CAIF estimates that fraud costs more than $80 billion annually in the US, with property and casualty fraud costs likely exceeding $30 billion. Statistics from the National Insurance Crime Bureau (NICB) showed a 19 percent increase in questionable claims from 2009 to 2011.
The survey confirms that risk from organized fraud is quickly becoming a massive problem for insurers. Over half of survey respondents benefited most by using anti-fraud technology to uncover complex or organized fraud activities, such as medical provider fraud and personal injury protection/no-fault fraud. About 19 percent of insurers were investing in link analysis technology.
According to the report, claims viewed in isolation is a major challenge to investigating organized fraud. “With multiple business units using different systems, some insurers often struggle with connecting the dots to identify these fraud rings,” the report stated.
“Anti-fraud technology is maturing rapidly and insurers have come a long way. But the study suggests many insurers have much room to grow,” said Dennis Jay, CAIF executive director.
The report noted that “studies suggest at least 75 percent of the information available in an organization is unstructured data and that percentage is likely to increase with the growth of social media.” More than one-third of insurers reported already using social media data within their fraud investigation, a number that is expected to grow.
Among responding organizations, 57 percent indicated higher quality referrals as the primary benefit from an anti-fraud technology solution.
“Technology can’t eliminate claims adjuster intuition and an special investigations unit’s street expertise, instincts and professional judgment. But it certainly can improve the investigation process,” said Stuart Rose, SAS Global Insurance marketing principal.

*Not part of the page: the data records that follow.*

//! Errors raised inside the handler pipeline.

use crate::error::SqlError;
use crate::models::{Fault, FaultCode};
use thiserror::Error;
use tracing::error;

#[derive(Error, Debug)]
pub enum WsError {
    /// A declared fault, returned to the caller as is.
    #[error("{0}")]
    Fault(Fault),

    #[error("Request rejected: {0}")]
    Rejected(String),

    #[error(transparent)]
    Sql(#[from] SqlError),

    #[error("Internal error: {0}")]
    Internal(String),
}

impl WsError {
    pub fn client_fault(reason: impl Into<String>) -> Self {
        Self::Fault(Fault::new(FaultCode::Client, reason))
    }

    pub fn rejected(reason: impl Into<String>) -> Self {
        Self::Rejected(reason.into())
    }

    pub fn is_rejected(&self) -> bool {
        matches!(
            self,
            Self::Rejected(_) | Self::Sql(SqlError::Rejected { .. })
        )
    }

    /// The fault sent back to the caller. Undeclared failures are logged here
    /// and replaced by a generic internal-server-error fault.
    pub fn to_fault(&self) -> Fault {
        match self {
            Self::Fault(fault) => fault.clone(),
            Self::Rejected(reason) => Fault::new(FaultCode::Client, reason.clone()),
            Self::Sql(SqlError::Rejected { message }) => {
                Fault::new(FaultCode::Client, message.clone())
            }
            Self::Sql(e) => {
                error!(error = %e, "Unhandled SQL failure in web service call");
                Fault::internal_server_error()
            }
            Self::Internal(message) => {
                error!(error = %message, "Unhandled failure in web service call");
                Fault::internal_server_error()
            }
        }
    }
}

#[cfg(test)]
mod tests {
    use super::*;

    #[test]
    fn test_rejection_is_client_fault() {
        let fault = WsError::rejected("no session").to_fault();
        assert_eq!(fault.code, FaultCode::Client);
        assert_eq!(fault.reason, "no session");

        let fault = WsError::from(SqlError::rejected("no session")).to_fault();
        assert_eq!(fault.code, FaultCode::Client);
    }

    #[test]
    fn test_undeclared_failure_is_hidden() {
        let err = WsError::from(SqlError::processing("ORA-00942: table or view does not exist"));
        let fault = err.to_fault();
        assert_eq!(fault, Fault::internal_server_error());
        assert!(!fault.reason.contains("ORA-00942"));
    }

    #[test]
    fn test_declared_fault_passes_through() {
        let fault = WsError::client_fault("Unauthorized").to_fault();
        assert_eq!(fault.reason, "Unauthorized");
    }
}
//! Unit of work coordinating transaction members.
//!
//! A [`Transaction`] keeps an ordered registry of [`TransactionMember`]s keyed
//! by member id. At the end of the unit of work it runs a two-phase commit
//! (or a rollback) over all members and then releases each member exactly once.

use crate::error::{SqlError, SqlResult};
use async_trait::async_trait;
use std::any::Any;
use std::sync::atomic::{AtomicBool, Ordering};
use std::sync::{Arc, Mutex, MutexGuard};
use tracing::{debug, info, warn};
use uuid::Uuid;

/// A participant in a unit of work.
#[async_trait]
pub trait TransactionMember: Send + Sync {
    /// Unique id of this member within its transaction.
    fn member_id(&self) -> &str;

    /// Whether the member takes part in the commit protocol.
    fn needs_commit(&self) -> bool {
        true
    }

    /// First commit phase. Returning `false` vetoes the commit.
    async fn commit_phase1(&self, _tx: &Transaction) -> bool {
        true
    }

    /// Second commit phase. Failures are handled by the member.
    async fn commit_phase2(&self, tx: &Transaction);

    /// Roll back. Failures are handled by the member.
    async fn rollback(&self, tx: &Transaction);

    /// Free resources. Called exactly once per member at the end of the transaction.
    async fn release(&self);

    /// Upcast for typed member lookup.
    fn as_any(self: Arc<Self>) -> Arc<dyn Any + Send + Sync>;
}

/// A unit of work.
pub struct Transaction {
    id: String,
    members: Mutex<Vec<Arc<dyn TransactionMember>>>,
    cancelled: AtomicBool,
    failures: Mutex<Vec<String>>,
}

impl Default for Transaction {
    fn default() -> Self {
        Self::new()
    }
}

/// Generate a unique transaction ID.
fn generate_transaction_id() -> String {
    format!("tx_{}", Uuid::new_v4().simple())
}

impl Transaction {
    pub fn new() -> Self {
        let tx = Self {
            id: generate_transaction_id(),
            members: Mutex::new(Vec::new()),
            cancelled: AtomicBool::new(false),
            failures: Mutex::new(Vec::new()),
        };
        debug!(transaction_id = %tx.id, "Transaction started");
        tx
    }

    pub fn id(&self) -> &str {
        &self.id
    }

    fn members_guard(&self) -> MutexGuard<'_, Vec<Arc<dyn TransactionMember>>> {
        self.members.lock().unwrap_or_else(|e| e.into_inner())
    }

    fn failures_guard(&self) -> MutexGuard<'_, Vec<String>> {
        self.failures.lock().unwrap_or_else(|e| e.into_inner())
    }

    /// Register a member. Fails if the id is taken or the transaction was cancelled.
    pub fn register_member(&self, member: Arc<dyn TransactionMember>) -> SqlResult<()> {
        if self.is_cancelled() {
            return Err(SqlError::cancelled(self.id.clone()));
        }
        let mut members = self.members_guard();
        if members.iter().any(|m| m.member_id() == member.member_id()) {
            return Err(SqlError::illegal_argument(format!(
                "Transaction member '{}' is already registered",
                member.member_id()
            )));
        }
        debug!(
            transaction_id = %self.id,
            member_id = member.member_id(),
            "Transaction member registered"
        );
        members.push(member);
        Ok(())
    }

    /// Look up a member by id.
    pub fn member(&self, member_id: &str) -> Option<Arc<dyn TransactionMember>> {
        self.members_guard()
            .iter()
            .find(|m| m.member_id() == member_id)
            .cloned()
    }

    /// Look up a member by id and downcast it to its concrete type.
    pub fn member_as<T: Any + Send + Sync>(&self, member_id: &str) -> Option<Arc<T>> {
        self.member(member_id)
            .and_then(|m| m.as_any().downcast::<T>().ok())
    }

    /// Ids of the registered members, in registration order.
    pub fn member_ids(&self) -> Vec<String> {
        self.members_guard()
            .iter()
            .map(|m| m.member_id().to_string())
            .collect()
    }

    fn snapshot(&self) -> Vec<Arc<dyn TransactionMember>> {
        self.members_guard().clone()
    }

    /// Mark the transaction as cancelled. Returns `false` if it already was.
    pub fn cancel(&self) -> bool {
        let first = !self.cancelled.swap(true, Ordering::AcqRel);
        if first {
            info!(transaction_id = %self.id, "Transaction cancelled");
        }
        first
    }

    pub fn is_cancelled(&self) -> bool {
        self.cancelled.load(Ordering::Acquire)
    }

    /// Record a failure; a transaction with failures is rolled back by [`finish`](Self::finish).
    pub fn add_failure(&self, failure: impl Into<String>) {
        self.failures_guard().push(failure.into());
    }

    pub fn failures(&self) -> Vec<String> {
        self.failures_guard().clone()
    }

    pub fn has_failures(&self) -> bool {
        !self.failures_guard().is_empty()
    }

    /// Two-phase commit over all members that need it.
    ///
    /// If any member vetoes phase 1, or the transaction was cancelled, all
    /// members are rolled back instead and an error is returned.
    pub async fn commit(&self) -> SqlResult<()> {
        if self.is_cancelled() {
            self.rollback().await;
            return Err(SqlError::cancelled(self.id.clone()));
        }

        let members: Vec<_> = self
            .snapshot()
            .into_iter()
            .filter(|m| m.needs_commit())
            .collect();

        for member in &members {
            if !member.commit_phase1(self).await {
                warn!(
                    transaction_id = %self.id,
                    member_id = member.member_id(),
                    "Commit phase 1 vetoed, rolling back"
                );
                self.add_failure(format!("commit phase 1 failed: {}", member.member_id()));
                self.rollback().await;
                return Err(SqlError::processing(format!(
                    "Transaction member '{}' rejected the commit",
                    member.member_id()
                )));
            }
        }

        for member in &members {
            member.commit_phase2(self).await;
        }
        debug!(transaction_id = %self.id, members = members.len(), "Transaction committed");
        Ok(())
    }

    /// Roll back all members that need it.
    pub async fn rollback(&self) {
        let members = self.snapshot();
        for member in members.iter().filter(|m| m.needs_commit()) {
            member.rollback(self).await;
        }
        debug!(transaction_id = %self.id, "Transaction rolled back");
    }

    /// Release every member exactly once and clear the registry.
    pub async fn release(&self) {
        let members: Vec<_> = self.members_guard().drain(..).collect();
        for member in &members {
            member.release().await;
        }
        debug!(transaction_id = %self.id, members = members.len(), "Transaction released");
    }

    /// End the unit of work: commit on success without recorded failures,
    /// otherwise roll back; release all members in either case.
    pub async fn finish(&self, success: bool) -> SqlResult<()> {
        let result = if success && !self.has_failures() {
            self.commit().await
        } else {
            self.rollback().await;
            Ok(())
        };
        self.release().await;
        result
    }
}

impl std::fmt::Debug for Transaction {
    fn fmt(&self, f: &mut std::fmt::Formatter<'_>) -> std::fmt::Result {
        f.debug_struct("Transaction")
            .field("id", &self.id)
            .field("members", &self.member_ids())
            .field("cancelled", &self.is_cancelled())
            .finish()
    }
}

#[cfg(test)]
mod tests {
    use super::*;
    use std::sync::Mutex as StdMutex;

    #[derive(Default)]
    struct Recorder {
        id: String,
        veto: bool,
        events: Arc<StdMutex<Vec<String>>>,
    }

    impl Recorder {
        fn new(id: &str, events: &Arc<StdMutex<Vec<String>>>) -> Arc<Self> {
            Arc::new(Self {
                id: id.to_string(),
                veto: false,
                events: events.clone(),
            })
        }

        fn record(&self, event: &str) {
            self.events
                .lock()
                .unwrap()
                .push(format!("{}:{}", self.id, event));
        }
    }

    #[async_trait]
    impl TransactionMember for Recorder {
        fn member_id(&self) -> &str {
            &self.id
        }

        async fn commit_phase1(&self, _tx: &Transaction) -> bool {
            self.record("phase1");
            !self.veto
        }

        async fn commit_phase2(&self, _tx: &Transaction) {
            self.record("phase2");
        }

        async fn rollback(&self, _tx: &Transaction) {
            self.record("rollback");
        }

        async fn release(&self) {
            self.record("release");
        }

        fn as_any(self: Arc<Self>) -> Arc<dyn Any + Send + Sync> {
            self
        }
    }

    #[test]
    fn test_transaction_id_format() {
        let tx = Transaction::new();
        assert!(tx.id().starts_with("tx_"));
        assert_eq!(tx.id().len(), 35);
    }

    #[test]
    fn test_register_rejects_duplicates() {
        let events = Arc::default();
        let tx = Transaction::new();
        tx.register_member(Recorder::new("a", &events)).unwrap();
        let err = tx.register_member(Recorder::new("a", &events)).unwrap_err();
        assert!(matches!(err, SqlError::IllegalArgument { .. }));
        assert_eq!(tx.member_ids(), vec!["a".to_string()]);
    }

    #[test]
    fn test_typed_member_lookup() {
        let events = Arc::default();
        let tx = Transaction::new();
        tx.register_member(Recorder::new("a", &events)).unwrap();
        assert!(tx.member_as::<Recorder>("a").is_some());
        assert!(tx.member_as::<String>("a").is_none());
        assert!(tx.member("b").is_none());
    }

    #[tokio::test]
    async fn test_finish_success_commits_then_releases() {
        let events: Arc<StdMutex<Vec<String>>> = Arc::default();
        let tx = Transaction::new();
        tx.register_member(Recorder::new("a", &events)).unwrap();
        tx.register_member(Recorder::new("b", &events)).unwrap();

        tx.finish(true).await.unwrap();
        assert_eq!(
            *events.lock().unwrap(),
            vec![
                "a:phase1", "b:phase1", "a:phase2", "b:phase2", "a:release", "b:release"
            ]
        );
        assert!(tx.member_ids().is_empty());

        // A second release finds nothing left to release.
        tx.release().await;
        assert_eq!(events.lock().unwrap().len(), 6);
    }

    #[tokio::test]
    async fn test_veto_rolls_back() {
        let events: Arc<StdMutex<Vec<String>>> = Arc::default();
        let tx = Transaction::new();
        tx.register_member(Arc::new(Recorder {
            id: "a".to_string(),
            veto: true,
            events: events.clone(),
        }))
        .unwrap();

        assert!(tx.finish(true).await.is_err());
        assert_eq!(
            *events.lock().unwrap(),
            vec!["a:phase1", "a:rollback", "a:release"]
        );
    }

    #[tokio::test]
    async fn test_failure_or_cancel_rolls_back() {
        let events: Arc<StdMutex<Vec<String>>> = Arc::default();
        let tx = Transaction::new();
        tx.register_member(Recorder::new("a", &events)).unwrap();
        tx.add_failure("boom");
        tx.finish(true).await.unwrap();
        assert_eq!(*events.lock().unwrap(), vec!["a:rollback", "a:release"]);

        let tx = Transaction::new();
        assert!(tx.cancel());
        assert!(!tx.cancel());
        let err = tx.register_member(Recorder::new("b", &events)).unwrap_err();
        assert!(matches!(err, SqlError::Cancelled { .. }));
    }
}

- 88 percent said they currently are employing anti-fraud technology. Less than half are using technology for non-claims functions, such as underwriting fraud.
- Slightly more than half of insurers surveyed said they had been been using anti-fraud technology more than five years.
- Three most common technologies employed are red flags/business rules, claim scoring and link analysis.
- 40 percent use text mining as an anti-fraud tool.
- Biggest challenges in deploying technology insurers cited were lack of IT resources and determining the cost-benefit analysis.
- 31 percent report that they expect increases in technology budgets next year. Predictive modeling and text mining are the top two areas in which insurers are looking to invest in the future.
SAS and CAIF will discuss the survey results in an interactive webcast on Oct. 25 at 11:00 a.m. ET.